Dangerous car crash injuries include:
- Traumatic Brain Injuries: The impact of a car accident can make the head jolt forward, get bumped, or otherwise suffer blunt force trauma. This can result in traumatic brain injuries like concussions, swelling, or bleeding. A traumatic brain injury (TBI) can have permanent consequences that make it difficult for you to concentrate, remember events, and speak.
- Neck Injuries: Whiplash can occur if the head snaps back and forth. This condition can be extremely painful and can cause chronic pain.
- Spinal Cord Injuries: If the spinal cord is injured, paralysis can occur below the injury site. Paralysis can be partial or complete. Partial means there’s still some feeling or function below the injury site. Complete means there’s a loss of all feeling and movement.
- Internal Organ Damage: The car accident victim may not know if internal bleeding occurs because it’s not always obvious or visible. Internal organ damage needs immediate medical treatment, or the patient can lose their life.
- Nerve Damage: If certain nerves are permanently damaged in a car accident in Dayton, the victim could lose partial or full feeling and function at the injury site.
- Burn Injuries: If gasoline ignites in the car, the resulting fire can be extremely dangerous. Burn injuries can cause pain, infections, nerve damage and disfigurement.

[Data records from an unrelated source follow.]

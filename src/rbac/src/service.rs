//! Read-side role service
//!
//! [`RoleService`] is the query surface handed to the authorization
//! middleware. [`RoleSet`] implements it directly; [`RoleSetHandle`] wraps a
//! role set behind an atomically swappable pointer so a reload never exposes a
//! partially built set to readers.

use crate::error::{RbacError, Result};
use crate::loader::RoleSetLoader;
use crate::role::{Role, RoleSet};
use crate::types::AccessRequest;
use arc_swap::ArcSwapOption;
use std::cmp::Ordering;
use std::io::Read;
use std::sync::Arc;
use tracing::{info, warn};

/// Role lookup and permission checks
pub trait RoleService: Send + Sync {
    /// Exact-name lookup; fails with [`RbacError::RoleNotFound`]
    fn get_role(&self, name: &str) -> Result<Role>;

    /// All roles, most privileged first
    fn list_roles(&self) -> Result<Vec<Role>>;

    /// Compare two roles by privilege (`Greater`: `a` outranks `b`)
    fn compare_roles(&self, a: &str, b: &str) -> Result<Ordering>;

    /// Check a request against a role obtained from [`RoleService::get_role`]
    fn is_allowed(&self, role: &Role, request: &AccessRequest) -> bool {
        role.is_allowed(request)
    }
}

impl RoleService for RoleSet {
    fn get_role(&self, name: &str) -> Result<Role> {
        self.require(name).cloned()
    }

    fn list_roles(&self) -> Result<Vec<Role>> {
        Ok(self.ranked().cloned().collect())
    }

    fn compare_roles(&self, a: &str, b: &str) -> Result<Ordering> {
        self.compare(a, b)
    }
}

/// Reloadable slot holding the active role set
///
/// Readers take a snapshot without locking; `install` and `reload` replace the
/// whole set in one pointer swap.
#[derive(Debug, Default)]
pub struct RoleSetHandle {
    current: ArcSwapOption<RoleSet>,
}

impl RoleSetHandle {
    /// Create an empty handle; queries fail with `NotLoaded` until a set is installed
    pub fn new() -> Self {
        Self::default()
    }

    pub fn from_role_set(set: RoleSet) -> Self {
        Self {
            current: ArcSwapOption::from_pointee(set),
        }
    }

    /// Current role set, if any
    pub fn snapshot(&self) -> Option<Arc<RoleSet>> {
        self.current.load_full()
    }

    pub fn is_loaded(&self) -> bool {
        self.current.load().is_some()
    }

    /// Replace the active set, returning the previous one
    pub fn install(&self, set: RoleSet) -> Option<Arc<RoleSet>> {
        info!("Installing role set with {} roles", set.len());
        self.current.swap(Some(Arc::new(set)))
    }

    /// Load a new definition and install it.
    ///
    /// On failure the previously installed set stays active.
    pub fn reload<R: Read>(&self, reader: R, loader: &RoleSetLoader) -> Result<()> {
        match loader.load(reader) {
            Ok(set) => {
                self.install(set);
                Ok(())
            }
            Err(e) => {
                warn!(
                    "Role set reload failed, keeping current set (loaded={}): {}",
                    self.is_loaded(),
                    e
                );
                Err(e)
            }
        }
    }

    fn loaded(&self) -> Result<Arc<RoleSet>> {
        self.snapshot().ok_or(RbacError::NotLoaded)
    }
}

impl RoleService for RoleSetHandle {
    fn get_role(&self, name: &str) -> Result<Role> {
        self.loaded()?.get_role(name)
    }

    fn list_roles(&self) -> Result<Vec<Role>> {
        self.loaded()?.list_roles()
    }

    fn compare_roles(&self, a: &str, b: &str) -> Result<Ordering> {
        self.loaded()?.compare(a, b)
    }
}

- Broken Bones: Arms and legs can get crushed in an accident—especially if the other vehicle travels into the passenger compartment. If a bone breaks the skin and protrudes from the wound, the risk of infection increases. Injury victims who have suffered suspected bone fractures in an accident should immediately seek medical attention.
- Lacerations: Broken parts of the car, like shattered pieces of the windshield, can cause dangerous cuts. If debris gets in the wound, it can get infected. This is why car accident victims should receive immediate medical attention to clean the wound to minimize the chances of an infection.
- Soft Tissue Injuries: Sprains and other soft tissue injuries may not be noticeable at first, but you may notice pain in your wrist, arm, ankle, or leg. These will also need time to heal and may worsen if a patient doesn’t seek medical care.
You may not be aware that you’ve suffered injuries after an accident. You could walk away feeling shaken but fine. This does not mean you’re free of injuries. After an accident, the adrenaline caused by shock can mask painful symptoms. It could take hours or days for you to notice pain in certain areas.
No matter how you feel, it’s vital for you to see a doctor as soon as possible. They’ll be able to tell you the extent of your injuries and begin starting treatment, putting you on the path to getting your life back on track.
However, full recovery isn’t always a guarantee. If you sustain particularly severe injuries, you may heal to an extent, but it may not get better after that point. Permanent injuries like the loss of a limb, nerve damage, or paralysis could inhibit your ability to return to your job or work, causing you to incur significant medical expenses and lost wages. Your Dayton car accident attorney will compile your medical records to clarify how significantly your injury has and will continue to impact your life.
Pursuing a Personal Injury Claim
If the other driver’s insurance continues to delay or dispute your claim, you might have to go after them in court. This will require filing a lawsuit in the Montgomery County Court of Common Pleas.
Serious cases can take time moving through the process. This is why gathering as much evidence as early as possible matters. The proof you’ll need most is the easiest to collect and secure right after the crash, not weeks or months later. Knowing which documents support your claim, and gathering them early, is part of what a Montgomery County car accident attorney does from the start.